Needed from the data below: all lines that contain the word "source".

### Collected data entries
---
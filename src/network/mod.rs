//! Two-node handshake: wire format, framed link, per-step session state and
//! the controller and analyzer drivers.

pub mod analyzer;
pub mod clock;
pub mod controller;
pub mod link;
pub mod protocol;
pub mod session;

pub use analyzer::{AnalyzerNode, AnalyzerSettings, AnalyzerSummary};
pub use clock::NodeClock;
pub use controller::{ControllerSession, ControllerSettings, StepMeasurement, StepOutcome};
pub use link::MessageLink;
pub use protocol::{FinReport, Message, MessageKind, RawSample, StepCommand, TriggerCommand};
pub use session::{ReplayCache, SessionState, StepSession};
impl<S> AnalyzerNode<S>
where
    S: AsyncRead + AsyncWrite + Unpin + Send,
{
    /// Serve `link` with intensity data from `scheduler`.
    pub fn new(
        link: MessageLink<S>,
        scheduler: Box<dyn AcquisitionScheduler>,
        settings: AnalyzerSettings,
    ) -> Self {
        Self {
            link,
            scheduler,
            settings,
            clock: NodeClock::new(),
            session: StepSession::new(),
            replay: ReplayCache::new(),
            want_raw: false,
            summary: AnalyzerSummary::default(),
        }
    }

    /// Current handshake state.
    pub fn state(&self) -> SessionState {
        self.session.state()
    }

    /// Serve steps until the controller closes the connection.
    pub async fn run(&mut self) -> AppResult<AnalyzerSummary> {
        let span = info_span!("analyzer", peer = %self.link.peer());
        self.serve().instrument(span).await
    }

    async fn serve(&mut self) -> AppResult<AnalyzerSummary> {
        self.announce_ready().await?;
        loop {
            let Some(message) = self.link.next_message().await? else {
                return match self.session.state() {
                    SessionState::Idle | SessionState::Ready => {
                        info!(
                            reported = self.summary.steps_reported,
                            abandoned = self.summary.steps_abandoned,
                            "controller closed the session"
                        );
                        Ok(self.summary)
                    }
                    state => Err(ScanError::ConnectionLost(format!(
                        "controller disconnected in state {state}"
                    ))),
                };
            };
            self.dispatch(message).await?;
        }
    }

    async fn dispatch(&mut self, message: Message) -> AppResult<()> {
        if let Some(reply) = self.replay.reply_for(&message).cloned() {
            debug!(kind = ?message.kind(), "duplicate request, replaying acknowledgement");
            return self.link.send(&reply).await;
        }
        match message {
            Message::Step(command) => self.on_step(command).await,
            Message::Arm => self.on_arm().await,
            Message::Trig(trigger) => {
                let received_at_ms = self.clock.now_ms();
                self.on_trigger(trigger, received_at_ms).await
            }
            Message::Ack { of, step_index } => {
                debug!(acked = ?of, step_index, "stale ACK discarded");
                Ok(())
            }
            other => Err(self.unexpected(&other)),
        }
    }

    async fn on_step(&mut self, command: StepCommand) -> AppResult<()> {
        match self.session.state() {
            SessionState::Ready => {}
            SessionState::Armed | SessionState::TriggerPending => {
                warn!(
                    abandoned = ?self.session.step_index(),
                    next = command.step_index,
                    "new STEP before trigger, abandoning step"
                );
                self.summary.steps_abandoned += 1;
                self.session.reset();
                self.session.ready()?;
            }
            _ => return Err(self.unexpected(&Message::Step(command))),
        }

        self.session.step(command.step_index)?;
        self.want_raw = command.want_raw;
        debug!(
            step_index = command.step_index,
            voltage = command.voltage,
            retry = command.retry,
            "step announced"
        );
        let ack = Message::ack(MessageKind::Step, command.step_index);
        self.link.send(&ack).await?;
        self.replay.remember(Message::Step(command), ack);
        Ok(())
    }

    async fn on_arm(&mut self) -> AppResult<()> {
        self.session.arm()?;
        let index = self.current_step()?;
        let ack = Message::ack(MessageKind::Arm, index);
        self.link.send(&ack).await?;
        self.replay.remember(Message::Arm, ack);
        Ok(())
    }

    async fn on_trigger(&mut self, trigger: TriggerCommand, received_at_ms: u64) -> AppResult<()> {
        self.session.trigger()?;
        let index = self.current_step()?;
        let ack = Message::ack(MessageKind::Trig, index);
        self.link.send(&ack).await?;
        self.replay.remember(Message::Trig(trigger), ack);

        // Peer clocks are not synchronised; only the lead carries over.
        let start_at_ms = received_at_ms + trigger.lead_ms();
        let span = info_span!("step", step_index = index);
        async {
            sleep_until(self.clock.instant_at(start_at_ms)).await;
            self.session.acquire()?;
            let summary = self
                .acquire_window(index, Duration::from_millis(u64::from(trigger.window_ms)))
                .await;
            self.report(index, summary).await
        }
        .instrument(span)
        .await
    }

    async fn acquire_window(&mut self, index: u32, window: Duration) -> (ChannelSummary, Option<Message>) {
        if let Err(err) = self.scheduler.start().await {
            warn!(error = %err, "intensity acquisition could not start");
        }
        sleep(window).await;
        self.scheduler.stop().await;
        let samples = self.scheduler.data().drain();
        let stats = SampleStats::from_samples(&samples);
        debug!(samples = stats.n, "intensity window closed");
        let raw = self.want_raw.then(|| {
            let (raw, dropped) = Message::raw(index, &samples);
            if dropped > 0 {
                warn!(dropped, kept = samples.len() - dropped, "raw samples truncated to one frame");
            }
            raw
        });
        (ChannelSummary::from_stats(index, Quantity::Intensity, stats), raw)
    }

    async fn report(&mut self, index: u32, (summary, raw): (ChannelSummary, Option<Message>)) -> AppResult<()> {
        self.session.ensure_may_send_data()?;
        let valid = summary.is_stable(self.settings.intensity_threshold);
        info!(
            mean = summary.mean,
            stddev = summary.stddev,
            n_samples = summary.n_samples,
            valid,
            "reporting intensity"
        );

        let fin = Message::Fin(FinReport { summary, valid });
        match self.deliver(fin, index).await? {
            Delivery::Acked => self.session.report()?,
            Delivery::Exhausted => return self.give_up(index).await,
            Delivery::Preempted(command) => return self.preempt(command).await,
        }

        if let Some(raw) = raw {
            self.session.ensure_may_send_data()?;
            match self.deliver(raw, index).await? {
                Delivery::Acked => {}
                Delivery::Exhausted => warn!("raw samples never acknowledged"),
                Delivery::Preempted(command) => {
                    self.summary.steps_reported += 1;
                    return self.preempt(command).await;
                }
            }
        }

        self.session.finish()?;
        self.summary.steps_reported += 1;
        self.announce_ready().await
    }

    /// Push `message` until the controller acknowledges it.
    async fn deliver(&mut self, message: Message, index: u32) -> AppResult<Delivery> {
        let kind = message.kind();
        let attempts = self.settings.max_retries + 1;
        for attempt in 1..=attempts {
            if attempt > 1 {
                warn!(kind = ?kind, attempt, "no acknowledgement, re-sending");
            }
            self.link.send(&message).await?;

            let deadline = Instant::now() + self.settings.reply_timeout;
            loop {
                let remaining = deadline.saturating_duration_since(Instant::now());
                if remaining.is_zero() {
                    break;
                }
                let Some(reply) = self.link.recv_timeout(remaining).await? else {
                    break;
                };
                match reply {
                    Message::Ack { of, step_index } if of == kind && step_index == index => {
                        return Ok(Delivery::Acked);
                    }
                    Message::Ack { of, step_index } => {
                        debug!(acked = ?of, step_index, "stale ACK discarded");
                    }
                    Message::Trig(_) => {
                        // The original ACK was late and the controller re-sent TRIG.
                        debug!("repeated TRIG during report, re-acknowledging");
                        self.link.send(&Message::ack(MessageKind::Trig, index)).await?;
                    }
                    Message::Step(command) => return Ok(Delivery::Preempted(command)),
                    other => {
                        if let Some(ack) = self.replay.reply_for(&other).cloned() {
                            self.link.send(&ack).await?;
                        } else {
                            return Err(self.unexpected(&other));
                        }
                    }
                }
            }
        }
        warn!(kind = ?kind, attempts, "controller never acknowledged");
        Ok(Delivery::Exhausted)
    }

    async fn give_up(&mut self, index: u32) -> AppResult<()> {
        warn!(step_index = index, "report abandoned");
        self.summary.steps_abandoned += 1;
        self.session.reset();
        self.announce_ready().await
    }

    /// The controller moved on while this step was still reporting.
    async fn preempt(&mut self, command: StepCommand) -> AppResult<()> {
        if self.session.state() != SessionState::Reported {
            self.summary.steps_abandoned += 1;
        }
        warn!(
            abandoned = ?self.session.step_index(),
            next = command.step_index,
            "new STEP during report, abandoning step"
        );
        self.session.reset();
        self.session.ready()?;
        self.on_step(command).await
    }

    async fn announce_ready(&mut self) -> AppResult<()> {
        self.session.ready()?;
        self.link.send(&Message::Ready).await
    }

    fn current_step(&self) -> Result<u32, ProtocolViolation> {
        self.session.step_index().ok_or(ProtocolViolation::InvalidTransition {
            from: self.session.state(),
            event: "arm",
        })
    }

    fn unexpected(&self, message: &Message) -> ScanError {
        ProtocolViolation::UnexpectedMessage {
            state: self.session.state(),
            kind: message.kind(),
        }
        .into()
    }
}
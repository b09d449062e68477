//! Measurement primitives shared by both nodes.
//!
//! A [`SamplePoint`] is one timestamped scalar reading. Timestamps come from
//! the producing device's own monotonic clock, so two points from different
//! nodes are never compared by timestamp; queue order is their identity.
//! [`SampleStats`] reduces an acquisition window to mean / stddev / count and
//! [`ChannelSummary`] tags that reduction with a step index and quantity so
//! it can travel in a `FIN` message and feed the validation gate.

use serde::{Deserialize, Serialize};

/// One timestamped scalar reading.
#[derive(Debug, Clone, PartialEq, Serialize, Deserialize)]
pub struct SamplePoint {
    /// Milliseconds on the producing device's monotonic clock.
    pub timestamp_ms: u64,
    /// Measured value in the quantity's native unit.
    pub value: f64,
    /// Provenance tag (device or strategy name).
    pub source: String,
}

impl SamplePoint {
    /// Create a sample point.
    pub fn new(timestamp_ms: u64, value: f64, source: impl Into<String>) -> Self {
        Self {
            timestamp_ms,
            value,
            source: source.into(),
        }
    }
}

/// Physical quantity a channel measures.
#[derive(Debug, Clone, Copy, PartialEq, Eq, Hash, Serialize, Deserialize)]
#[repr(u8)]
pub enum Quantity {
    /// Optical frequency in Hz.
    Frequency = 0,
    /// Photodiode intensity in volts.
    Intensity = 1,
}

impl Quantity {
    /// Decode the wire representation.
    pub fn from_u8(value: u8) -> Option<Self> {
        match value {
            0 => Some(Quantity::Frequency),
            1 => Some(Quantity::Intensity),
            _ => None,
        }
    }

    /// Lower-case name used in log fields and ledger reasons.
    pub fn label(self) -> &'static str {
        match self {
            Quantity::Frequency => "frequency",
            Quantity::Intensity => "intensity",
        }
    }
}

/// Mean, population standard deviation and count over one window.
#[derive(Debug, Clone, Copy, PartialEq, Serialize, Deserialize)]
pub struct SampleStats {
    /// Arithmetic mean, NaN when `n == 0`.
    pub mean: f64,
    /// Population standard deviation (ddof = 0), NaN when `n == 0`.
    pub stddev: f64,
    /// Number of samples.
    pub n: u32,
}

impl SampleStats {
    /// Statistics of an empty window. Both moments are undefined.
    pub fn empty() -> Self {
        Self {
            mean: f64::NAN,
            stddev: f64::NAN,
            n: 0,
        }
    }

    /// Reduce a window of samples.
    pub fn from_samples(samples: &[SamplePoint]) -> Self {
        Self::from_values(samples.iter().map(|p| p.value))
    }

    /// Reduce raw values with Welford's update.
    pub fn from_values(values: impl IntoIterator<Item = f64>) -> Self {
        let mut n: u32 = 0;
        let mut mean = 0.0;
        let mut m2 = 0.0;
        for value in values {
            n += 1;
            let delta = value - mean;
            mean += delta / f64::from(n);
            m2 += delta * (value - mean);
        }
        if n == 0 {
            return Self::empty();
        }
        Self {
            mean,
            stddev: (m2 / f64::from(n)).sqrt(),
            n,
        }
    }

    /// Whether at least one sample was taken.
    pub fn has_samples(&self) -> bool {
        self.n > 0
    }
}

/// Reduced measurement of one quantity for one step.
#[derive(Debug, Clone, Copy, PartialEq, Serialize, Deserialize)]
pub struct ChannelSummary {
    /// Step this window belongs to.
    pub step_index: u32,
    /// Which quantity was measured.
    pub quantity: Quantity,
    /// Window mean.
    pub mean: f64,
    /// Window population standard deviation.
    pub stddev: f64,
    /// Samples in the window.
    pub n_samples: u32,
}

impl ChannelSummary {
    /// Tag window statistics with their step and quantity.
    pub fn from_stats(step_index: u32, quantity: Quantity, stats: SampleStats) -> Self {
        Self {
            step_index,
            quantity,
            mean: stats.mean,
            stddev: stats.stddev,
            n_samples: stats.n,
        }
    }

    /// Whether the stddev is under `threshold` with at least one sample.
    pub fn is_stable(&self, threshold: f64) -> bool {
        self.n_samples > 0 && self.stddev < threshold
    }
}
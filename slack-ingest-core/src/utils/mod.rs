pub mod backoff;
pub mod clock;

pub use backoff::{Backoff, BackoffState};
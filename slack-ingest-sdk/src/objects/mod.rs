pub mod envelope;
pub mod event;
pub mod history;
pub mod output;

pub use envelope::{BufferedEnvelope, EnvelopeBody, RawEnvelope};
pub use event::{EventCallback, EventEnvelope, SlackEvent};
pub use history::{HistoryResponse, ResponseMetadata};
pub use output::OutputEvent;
---
### Answer to this task
    pub source: String,
    pub fn new(timestamp_ms: u64, value: f64, source: impl Into<String>) -> Self {
            source: source.into(),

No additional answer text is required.